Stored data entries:
= Beginning of Section =

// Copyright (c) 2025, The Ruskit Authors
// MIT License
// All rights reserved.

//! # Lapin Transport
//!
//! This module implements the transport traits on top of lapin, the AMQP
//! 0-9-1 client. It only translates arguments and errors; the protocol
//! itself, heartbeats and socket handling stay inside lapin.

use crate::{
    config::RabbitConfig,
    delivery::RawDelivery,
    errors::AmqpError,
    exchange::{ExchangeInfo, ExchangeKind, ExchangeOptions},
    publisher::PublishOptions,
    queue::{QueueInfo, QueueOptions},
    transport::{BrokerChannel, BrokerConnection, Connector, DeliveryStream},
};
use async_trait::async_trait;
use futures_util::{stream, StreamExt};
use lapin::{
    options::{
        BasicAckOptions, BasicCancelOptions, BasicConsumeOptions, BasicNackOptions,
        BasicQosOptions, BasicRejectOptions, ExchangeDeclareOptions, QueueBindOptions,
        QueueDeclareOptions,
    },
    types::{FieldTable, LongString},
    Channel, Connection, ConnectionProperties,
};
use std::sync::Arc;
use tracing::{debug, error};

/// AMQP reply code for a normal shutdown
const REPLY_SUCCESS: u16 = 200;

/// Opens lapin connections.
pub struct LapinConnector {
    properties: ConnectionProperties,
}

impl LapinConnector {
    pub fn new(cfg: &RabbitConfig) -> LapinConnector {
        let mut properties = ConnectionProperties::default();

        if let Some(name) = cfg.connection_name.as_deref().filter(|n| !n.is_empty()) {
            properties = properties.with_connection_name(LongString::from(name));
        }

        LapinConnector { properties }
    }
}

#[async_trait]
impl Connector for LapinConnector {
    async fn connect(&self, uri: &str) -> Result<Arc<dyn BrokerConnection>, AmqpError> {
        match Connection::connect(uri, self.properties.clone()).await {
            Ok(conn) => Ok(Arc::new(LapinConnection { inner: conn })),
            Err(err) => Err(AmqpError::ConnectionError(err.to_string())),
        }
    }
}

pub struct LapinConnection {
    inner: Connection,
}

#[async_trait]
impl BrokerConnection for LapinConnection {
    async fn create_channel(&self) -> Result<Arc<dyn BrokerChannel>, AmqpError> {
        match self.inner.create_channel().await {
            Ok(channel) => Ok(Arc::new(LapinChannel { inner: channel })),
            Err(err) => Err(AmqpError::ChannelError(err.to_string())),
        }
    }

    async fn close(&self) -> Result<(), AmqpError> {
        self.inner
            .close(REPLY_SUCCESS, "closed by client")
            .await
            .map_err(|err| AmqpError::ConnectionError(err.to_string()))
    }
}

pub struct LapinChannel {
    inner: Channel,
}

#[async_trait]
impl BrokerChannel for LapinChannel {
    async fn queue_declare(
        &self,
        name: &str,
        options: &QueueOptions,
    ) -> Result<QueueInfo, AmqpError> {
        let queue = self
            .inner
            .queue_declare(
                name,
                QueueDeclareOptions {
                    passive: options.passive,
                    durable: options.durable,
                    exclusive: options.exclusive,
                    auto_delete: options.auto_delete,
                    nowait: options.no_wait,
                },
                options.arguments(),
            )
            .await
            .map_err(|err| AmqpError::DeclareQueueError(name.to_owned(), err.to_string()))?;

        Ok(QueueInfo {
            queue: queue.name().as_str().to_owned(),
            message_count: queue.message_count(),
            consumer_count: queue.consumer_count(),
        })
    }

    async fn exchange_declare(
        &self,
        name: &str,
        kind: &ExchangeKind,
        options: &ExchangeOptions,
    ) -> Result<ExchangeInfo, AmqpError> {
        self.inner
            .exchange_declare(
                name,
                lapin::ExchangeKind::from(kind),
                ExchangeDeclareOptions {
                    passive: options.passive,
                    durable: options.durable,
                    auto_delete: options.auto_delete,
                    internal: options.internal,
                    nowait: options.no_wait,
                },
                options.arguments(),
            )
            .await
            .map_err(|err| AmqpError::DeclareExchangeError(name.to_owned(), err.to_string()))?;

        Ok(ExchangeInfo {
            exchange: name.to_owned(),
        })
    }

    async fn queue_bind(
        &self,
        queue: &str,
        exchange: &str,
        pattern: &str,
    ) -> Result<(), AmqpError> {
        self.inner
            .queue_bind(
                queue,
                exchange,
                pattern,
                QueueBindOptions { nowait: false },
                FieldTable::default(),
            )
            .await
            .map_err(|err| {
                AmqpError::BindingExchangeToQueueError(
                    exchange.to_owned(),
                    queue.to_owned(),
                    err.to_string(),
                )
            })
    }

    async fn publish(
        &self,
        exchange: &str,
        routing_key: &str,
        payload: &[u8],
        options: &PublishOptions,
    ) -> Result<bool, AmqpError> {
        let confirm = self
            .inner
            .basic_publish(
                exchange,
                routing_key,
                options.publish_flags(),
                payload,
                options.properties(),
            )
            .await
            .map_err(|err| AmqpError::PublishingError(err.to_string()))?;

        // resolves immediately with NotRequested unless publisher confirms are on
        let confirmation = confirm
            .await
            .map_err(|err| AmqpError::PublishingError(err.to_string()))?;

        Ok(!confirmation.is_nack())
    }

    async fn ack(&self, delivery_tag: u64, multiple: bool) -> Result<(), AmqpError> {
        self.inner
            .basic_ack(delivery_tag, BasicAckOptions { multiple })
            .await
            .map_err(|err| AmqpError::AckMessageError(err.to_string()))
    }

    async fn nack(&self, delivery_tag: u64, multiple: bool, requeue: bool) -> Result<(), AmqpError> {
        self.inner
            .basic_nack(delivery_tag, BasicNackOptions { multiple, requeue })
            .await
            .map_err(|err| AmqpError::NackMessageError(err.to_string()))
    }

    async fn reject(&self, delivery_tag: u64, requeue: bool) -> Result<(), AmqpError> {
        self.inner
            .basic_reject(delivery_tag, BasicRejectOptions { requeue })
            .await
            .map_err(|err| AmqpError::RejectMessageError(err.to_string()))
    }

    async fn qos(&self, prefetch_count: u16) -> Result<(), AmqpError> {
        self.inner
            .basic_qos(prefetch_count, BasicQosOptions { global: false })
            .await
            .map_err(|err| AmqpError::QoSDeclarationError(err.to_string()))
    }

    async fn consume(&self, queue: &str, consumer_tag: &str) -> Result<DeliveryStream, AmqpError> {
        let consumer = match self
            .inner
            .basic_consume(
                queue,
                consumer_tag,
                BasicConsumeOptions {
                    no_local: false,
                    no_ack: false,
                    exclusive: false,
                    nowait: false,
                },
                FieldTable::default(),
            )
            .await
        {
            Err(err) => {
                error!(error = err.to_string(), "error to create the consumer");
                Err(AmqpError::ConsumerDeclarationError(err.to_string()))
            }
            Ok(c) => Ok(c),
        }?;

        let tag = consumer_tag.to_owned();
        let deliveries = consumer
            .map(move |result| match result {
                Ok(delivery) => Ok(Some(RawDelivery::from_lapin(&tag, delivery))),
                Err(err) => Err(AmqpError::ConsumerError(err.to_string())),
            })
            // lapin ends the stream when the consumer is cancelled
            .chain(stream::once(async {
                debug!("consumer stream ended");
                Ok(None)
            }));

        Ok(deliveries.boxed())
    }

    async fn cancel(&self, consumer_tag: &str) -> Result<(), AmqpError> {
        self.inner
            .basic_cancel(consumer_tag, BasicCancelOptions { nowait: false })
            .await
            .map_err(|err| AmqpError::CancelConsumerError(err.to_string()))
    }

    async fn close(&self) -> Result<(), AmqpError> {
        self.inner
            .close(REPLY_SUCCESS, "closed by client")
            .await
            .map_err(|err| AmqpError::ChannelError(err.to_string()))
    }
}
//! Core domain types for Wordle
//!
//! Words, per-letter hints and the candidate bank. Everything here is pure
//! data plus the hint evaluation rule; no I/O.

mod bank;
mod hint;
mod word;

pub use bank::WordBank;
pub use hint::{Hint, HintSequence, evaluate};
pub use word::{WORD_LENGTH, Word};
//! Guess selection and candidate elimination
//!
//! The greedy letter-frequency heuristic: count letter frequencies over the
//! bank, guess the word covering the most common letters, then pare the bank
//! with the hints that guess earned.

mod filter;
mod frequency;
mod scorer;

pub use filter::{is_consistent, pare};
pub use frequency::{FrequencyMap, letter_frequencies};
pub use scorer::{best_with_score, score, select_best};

= End of Section =
= Beginning of Section =

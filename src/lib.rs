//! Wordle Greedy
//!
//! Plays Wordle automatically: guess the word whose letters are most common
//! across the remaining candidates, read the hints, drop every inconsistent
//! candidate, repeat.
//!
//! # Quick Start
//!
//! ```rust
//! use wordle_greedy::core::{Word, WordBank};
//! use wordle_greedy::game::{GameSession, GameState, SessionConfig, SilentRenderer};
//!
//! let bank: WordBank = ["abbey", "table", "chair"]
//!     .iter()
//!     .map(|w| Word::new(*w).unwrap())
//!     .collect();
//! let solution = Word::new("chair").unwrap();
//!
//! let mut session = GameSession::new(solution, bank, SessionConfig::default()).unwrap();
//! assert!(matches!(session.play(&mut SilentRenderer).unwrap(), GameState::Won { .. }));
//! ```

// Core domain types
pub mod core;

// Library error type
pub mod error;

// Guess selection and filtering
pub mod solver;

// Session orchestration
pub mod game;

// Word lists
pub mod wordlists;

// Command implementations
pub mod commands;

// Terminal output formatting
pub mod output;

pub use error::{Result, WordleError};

= End of Section =

TASK ITEM:
In the entries above, identify every line with the word "errors". Copy those lines.

SOLUTION TO THE PROBLEM:
//! 0-9-1 client. It only translates arguments and errors; the protocol
    errors::AmqpError,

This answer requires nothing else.